REQUIRED WORK: Below this line is the material. Write out only its lines from the one containing "-> Result<PathBuf, GradeError>" through the one containing "let mut out = String::new();", both kept, exactly.
+ + + + +
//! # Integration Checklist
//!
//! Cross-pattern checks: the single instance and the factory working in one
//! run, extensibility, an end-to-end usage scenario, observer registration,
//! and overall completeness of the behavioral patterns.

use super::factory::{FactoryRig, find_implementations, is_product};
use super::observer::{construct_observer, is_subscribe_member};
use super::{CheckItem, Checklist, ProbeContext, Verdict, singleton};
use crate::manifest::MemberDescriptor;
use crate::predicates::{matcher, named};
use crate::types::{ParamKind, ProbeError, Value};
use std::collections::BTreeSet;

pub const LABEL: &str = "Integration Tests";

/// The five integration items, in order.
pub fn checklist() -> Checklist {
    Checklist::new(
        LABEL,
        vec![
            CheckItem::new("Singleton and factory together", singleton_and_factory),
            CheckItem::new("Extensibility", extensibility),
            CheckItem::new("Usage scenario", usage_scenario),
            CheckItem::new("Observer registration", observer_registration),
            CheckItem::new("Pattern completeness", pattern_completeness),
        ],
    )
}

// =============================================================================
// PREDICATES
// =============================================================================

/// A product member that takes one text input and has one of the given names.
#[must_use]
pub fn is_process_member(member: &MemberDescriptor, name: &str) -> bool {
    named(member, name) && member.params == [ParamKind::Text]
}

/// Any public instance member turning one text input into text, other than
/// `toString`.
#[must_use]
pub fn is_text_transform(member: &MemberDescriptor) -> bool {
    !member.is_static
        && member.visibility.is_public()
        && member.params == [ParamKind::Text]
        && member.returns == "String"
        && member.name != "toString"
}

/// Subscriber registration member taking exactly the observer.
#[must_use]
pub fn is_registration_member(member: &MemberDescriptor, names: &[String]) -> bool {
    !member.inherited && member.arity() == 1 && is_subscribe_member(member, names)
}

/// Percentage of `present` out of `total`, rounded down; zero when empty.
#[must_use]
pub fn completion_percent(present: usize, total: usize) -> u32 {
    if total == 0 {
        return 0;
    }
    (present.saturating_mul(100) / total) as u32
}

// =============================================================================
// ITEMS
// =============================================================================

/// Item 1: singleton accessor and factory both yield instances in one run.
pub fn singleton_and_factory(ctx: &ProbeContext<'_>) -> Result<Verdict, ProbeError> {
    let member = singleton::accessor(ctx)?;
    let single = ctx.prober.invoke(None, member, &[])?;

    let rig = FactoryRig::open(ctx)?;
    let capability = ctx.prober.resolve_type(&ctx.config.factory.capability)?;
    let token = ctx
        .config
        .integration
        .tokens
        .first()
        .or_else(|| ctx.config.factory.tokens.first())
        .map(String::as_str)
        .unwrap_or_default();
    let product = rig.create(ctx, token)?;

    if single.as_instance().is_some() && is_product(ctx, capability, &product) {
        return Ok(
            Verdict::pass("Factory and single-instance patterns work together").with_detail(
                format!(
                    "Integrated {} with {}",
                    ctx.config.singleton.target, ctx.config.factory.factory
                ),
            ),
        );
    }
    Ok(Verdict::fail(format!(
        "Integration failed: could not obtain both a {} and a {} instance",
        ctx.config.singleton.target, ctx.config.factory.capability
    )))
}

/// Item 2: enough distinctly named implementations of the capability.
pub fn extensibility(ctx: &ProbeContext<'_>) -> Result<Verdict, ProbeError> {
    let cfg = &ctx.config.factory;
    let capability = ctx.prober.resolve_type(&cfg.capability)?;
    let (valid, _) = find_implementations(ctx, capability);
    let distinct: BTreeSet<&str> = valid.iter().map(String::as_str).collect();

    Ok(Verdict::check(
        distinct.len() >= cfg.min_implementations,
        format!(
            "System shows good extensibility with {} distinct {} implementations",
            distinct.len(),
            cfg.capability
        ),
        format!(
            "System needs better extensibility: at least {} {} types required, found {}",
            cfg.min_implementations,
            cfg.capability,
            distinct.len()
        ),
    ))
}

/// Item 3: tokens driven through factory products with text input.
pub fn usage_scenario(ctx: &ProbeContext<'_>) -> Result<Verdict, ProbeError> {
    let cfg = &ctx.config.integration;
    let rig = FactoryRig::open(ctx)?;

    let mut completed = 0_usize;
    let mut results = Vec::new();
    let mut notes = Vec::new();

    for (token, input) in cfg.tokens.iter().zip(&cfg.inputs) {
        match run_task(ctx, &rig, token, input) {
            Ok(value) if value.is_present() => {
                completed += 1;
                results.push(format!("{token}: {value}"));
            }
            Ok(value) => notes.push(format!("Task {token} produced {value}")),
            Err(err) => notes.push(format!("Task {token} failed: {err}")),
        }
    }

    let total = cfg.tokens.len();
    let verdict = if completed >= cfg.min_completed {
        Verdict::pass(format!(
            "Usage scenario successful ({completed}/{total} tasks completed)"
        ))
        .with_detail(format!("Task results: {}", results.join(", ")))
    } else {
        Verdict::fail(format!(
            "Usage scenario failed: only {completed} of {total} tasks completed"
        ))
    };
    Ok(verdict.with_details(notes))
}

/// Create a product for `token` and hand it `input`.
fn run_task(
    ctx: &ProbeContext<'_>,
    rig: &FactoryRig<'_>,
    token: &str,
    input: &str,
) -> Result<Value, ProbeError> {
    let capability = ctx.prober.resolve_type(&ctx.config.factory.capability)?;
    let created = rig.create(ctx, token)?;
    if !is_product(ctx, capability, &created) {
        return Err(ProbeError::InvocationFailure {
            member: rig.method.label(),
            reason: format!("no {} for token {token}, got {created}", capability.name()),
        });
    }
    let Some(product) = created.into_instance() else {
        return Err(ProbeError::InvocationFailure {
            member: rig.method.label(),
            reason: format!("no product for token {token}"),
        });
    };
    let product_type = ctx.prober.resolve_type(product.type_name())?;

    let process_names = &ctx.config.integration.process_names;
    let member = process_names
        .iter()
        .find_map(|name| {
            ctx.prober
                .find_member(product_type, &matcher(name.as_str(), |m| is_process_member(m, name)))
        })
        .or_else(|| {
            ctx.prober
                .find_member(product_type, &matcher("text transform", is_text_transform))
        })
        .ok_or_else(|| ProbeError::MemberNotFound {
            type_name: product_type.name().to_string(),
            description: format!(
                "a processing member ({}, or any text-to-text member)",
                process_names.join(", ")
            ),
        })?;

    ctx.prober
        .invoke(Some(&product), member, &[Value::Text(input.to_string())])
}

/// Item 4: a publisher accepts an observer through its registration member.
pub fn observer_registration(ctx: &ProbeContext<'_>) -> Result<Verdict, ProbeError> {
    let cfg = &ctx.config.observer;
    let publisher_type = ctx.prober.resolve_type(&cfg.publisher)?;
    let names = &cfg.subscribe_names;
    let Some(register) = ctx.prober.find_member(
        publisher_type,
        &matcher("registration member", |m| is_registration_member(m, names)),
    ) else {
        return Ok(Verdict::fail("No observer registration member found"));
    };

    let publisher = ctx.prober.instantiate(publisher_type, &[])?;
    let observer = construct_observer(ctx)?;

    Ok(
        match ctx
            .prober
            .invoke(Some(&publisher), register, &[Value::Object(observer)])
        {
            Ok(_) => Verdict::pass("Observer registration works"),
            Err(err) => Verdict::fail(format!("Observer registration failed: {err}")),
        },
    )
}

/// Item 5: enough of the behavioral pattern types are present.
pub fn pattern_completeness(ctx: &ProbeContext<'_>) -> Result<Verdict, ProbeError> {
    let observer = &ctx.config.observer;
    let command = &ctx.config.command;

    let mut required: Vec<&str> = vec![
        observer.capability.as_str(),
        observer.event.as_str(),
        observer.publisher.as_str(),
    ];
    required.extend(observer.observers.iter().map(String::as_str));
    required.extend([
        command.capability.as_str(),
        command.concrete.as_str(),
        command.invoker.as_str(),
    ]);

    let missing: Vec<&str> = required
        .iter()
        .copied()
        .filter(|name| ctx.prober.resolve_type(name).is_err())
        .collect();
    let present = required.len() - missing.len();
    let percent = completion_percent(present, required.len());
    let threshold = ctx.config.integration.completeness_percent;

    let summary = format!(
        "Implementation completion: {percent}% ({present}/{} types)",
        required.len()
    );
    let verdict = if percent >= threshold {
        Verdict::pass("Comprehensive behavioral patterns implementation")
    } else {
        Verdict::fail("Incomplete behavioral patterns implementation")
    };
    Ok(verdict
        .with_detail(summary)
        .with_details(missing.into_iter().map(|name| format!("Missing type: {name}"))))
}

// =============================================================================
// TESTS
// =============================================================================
+ + + + +
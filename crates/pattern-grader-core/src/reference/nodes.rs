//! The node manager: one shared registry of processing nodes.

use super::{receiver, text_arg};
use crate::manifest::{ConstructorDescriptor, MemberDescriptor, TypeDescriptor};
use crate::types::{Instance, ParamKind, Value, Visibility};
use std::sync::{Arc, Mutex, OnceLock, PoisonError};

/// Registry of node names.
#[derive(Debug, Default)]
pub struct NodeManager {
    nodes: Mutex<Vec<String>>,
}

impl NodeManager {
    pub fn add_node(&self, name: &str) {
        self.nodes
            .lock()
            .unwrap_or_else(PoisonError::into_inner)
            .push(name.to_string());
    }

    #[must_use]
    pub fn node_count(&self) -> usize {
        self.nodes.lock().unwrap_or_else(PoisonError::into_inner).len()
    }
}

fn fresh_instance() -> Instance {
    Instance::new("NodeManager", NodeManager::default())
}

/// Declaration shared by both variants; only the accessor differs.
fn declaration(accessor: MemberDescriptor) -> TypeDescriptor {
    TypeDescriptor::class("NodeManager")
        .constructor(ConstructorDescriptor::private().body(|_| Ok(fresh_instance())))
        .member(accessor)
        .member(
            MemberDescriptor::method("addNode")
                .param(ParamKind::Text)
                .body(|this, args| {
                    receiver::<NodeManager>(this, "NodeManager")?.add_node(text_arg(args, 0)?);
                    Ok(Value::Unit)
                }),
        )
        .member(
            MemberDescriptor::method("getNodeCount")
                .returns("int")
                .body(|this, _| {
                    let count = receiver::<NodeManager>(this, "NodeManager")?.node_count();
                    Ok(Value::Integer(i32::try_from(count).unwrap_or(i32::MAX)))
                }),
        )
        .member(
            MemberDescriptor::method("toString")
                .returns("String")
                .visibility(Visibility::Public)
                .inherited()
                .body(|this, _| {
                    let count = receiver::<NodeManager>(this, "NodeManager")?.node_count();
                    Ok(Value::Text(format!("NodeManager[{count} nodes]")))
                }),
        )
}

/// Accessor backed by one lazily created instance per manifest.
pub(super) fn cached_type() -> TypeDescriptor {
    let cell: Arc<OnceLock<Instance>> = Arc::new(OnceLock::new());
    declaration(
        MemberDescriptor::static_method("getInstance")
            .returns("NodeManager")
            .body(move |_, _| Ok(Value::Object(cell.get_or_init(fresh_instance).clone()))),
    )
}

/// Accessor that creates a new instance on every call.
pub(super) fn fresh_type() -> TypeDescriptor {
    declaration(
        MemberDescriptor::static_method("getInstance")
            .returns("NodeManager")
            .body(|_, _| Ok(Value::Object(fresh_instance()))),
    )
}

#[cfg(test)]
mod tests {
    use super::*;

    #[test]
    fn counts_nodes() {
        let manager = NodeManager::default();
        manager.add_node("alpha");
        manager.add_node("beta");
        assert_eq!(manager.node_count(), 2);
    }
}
+ + + + +
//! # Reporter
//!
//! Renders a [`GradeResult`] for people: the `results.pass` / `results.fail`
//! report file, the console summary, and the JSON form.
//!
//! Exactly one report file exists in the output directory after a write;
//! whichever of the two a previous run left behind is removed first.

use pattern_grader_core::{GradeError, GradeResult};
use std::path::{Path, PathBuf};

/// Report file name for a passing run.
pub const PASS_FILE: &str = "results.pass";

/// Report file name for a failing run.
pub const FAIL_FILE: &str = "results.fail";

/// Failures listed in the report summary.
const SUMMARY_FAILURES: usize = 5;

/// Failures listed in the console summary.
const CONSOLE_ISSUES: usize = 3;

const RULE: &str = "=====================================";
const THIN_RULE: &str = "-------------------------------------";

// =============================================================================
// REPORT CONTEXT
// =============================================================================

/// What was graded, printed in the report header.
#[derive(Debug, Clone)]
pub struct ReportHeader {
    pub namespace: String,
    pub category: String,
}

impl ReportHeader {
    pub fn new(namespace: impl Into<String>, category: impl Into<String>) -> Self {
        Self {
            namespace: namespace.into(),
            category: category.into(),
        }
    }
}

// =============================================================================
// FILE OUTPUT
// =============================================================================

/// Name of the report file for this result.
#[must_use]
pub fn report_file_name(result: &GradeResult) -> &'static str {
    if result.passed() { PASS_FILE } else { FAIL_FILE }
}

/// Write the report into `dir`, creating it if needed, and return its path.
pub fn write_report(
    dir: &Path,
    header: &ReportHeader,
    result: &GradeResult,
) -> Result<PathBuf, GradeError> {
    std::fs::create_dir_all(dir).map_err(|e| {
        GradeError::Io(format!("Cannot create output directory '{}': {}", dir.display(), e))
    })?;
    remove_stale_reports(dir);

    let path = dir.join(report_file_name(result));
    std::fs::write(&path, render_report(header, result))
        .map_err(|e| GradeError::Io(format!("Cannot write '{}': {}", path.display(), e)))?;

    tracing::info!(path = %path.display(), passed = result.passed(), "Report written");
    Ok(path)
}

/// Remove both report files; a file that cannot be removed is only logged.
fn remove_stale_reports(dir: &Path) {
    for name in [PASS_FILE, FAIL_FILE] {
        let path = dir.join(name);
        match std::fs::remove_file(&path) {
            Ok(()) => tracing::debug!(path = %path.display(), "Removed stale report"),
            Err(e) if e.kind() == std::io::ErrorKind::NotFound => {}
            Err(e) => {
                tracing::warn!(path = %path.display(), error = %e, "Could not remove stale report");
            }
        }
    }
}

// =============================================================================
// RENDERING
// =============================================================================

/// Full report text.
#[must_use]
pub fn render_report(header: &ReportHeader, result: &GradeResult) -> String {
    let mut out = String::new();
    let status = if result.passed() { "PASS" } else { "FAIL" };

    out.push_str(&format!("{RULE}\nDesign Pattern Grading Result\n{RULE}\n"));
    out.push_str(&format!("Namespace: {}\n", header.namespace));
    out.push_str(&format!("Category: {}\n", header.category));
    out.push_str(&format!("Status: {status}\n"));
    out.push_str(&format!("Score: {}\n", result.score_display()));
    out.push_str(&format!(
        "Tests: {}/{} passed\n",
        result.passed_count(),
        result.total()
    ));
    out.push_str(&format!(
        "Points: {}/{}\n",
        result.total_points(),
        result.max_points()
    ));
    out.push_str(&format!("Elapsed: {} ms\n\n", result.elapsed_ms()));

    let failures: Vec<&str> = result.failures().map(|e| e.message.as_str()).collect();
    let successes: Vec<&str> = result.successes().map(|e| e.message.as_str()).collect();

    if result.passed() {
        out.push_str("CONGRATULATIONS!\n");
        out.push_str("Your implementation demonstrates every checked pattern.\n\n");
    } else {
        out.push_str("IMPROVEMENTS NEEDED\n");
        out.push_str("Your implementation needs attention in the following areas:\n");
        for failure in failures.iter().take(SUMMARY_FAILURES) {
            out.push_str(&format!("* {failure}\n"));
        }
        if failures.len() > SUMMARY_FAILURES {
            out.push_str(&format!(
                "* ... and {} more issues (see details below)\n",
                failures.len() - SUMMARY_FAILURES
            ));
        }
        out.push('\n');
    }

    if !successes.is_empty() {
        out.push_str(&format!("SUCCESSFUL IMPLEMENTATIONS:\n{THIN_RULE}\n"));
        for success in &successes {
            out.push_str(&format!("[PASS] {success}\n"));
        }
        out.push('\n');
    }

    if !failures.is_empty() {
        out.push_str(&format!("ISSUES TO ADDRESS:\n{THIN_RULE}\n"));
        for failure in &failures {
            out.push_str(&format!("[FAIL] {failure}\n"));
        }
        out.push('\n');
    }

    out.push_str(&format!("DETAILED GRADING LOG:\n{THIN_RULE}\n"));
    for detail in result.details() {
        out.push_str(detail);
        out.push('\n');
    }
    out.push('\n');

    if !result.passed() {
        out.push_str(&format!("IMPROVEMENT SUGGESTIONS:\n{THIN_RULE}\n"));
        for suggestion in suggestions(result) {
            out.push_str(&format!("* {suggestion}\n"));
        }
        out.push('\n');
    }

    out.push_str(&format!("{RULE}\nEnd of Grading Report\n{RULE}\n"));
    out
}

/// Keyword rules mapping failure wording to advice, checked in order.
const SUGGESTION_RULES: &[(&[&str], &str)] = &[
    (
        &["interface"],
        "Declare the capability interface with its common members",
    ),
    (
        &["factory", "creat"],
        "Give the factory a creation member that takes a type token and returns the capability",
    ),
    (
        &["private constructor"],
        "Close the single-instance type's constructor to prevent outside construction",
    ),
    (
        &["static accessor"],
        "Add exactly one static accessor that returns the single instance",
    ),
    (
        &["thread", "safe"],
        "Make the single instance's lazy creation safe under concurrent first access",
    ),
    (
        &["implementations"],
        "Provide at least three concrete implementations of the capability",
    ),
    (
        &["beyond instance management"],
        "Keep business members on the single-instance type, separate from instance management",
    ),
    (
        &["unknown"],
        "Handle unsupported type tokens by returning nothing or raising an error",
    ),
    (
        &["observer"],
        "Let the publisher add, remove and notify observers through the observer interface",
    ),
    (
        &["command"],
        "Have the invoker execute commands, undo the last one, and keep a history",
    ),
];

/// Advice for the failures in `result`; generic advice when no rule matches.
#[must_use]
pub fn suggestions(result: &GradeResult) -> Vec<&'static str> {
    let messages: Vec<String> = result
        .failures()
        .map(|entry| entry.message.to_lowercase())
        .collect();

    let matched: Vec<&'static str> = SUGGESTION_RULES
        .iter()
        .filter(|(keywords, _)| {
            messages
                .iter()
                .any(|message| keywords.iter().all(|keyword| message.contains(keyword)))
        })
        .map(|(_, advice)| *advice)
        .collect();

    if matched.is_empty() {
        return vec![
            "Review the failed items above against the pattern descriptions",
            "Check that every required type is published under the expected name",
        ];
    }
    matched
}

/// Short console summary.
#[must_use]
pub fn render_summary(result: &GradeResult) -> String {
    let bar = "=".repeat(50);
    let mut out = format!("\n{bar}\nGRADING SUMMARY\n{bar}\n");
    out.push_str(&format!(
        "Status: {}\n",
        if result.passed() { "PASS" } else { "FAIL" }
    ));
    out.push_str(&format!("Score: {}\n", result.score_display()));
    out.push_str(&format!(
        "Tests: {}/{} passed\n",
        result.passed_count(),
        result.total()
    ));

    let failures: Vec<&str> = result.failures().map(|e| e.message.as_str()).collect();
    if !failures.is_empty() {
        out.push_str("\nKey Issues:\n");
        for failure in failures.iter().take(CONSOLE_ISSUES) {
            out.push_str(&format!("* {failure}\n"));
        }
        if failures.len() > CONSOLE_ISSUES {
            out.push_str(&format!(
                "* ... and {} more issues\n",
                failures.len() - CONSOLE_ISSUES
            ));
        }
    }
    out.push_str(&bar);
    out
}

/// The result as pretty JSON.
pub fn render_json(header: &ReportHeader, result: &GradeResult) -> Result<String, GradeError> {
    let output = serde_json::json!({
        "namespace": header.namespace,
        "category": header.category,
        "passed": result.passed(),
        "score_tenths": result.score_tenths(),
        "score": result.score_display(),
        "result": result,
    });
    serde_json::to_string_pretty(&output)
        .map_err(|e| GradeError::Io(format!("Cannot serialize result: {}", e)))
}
+ + + + +
OUTPUT BELOW:
) -> Result<PathBuf, GradeError> {
    std::fs::create_dir_all(dir).map_err(|e| {
        GradeError::Io(format!("Cannot create output directory '{}': {}", dir.display(), e))
    })?;
    remove_stale_reports(dir);

    let path = dir.join(report_file_name(result));
    std::fs::write(&path, render_report(header, result))
        .map_err(|e| GradeError::Io(format!("Cannot write '{}': {}", path.display(), e)))?;

    tracing::info!(path = %path.display(), passed = result.passed(), "Report written");
    Ok(path)
}

/// Remove both report files; a file that cannot be removed is only logged.
fn remove_stale_reports(dir: &Path) {
    for name in [PASS_FILE, FAIL_FILE] {
        let path = dir.join(name);
        match std::fs::remove_file(&path) {
            Ok(()) => tracing::debug!(path = %path.display(), "Removed stale report"),
            Err(e) if e.kind() == std::io::ErrorKind::NotFound => {}
            Err(e) => {
                tracing::warn!(path = %path.display(), error = %e, "Could not remove stale report");
            }
        }
    }
}

// =============================================================================
// RENDERING
// =============================================================================

/// Full report text.
#[must_use]
pub fn render_report(header: &ReportHeader, result: &GradeResult) -> String {
    let mut out = String::new();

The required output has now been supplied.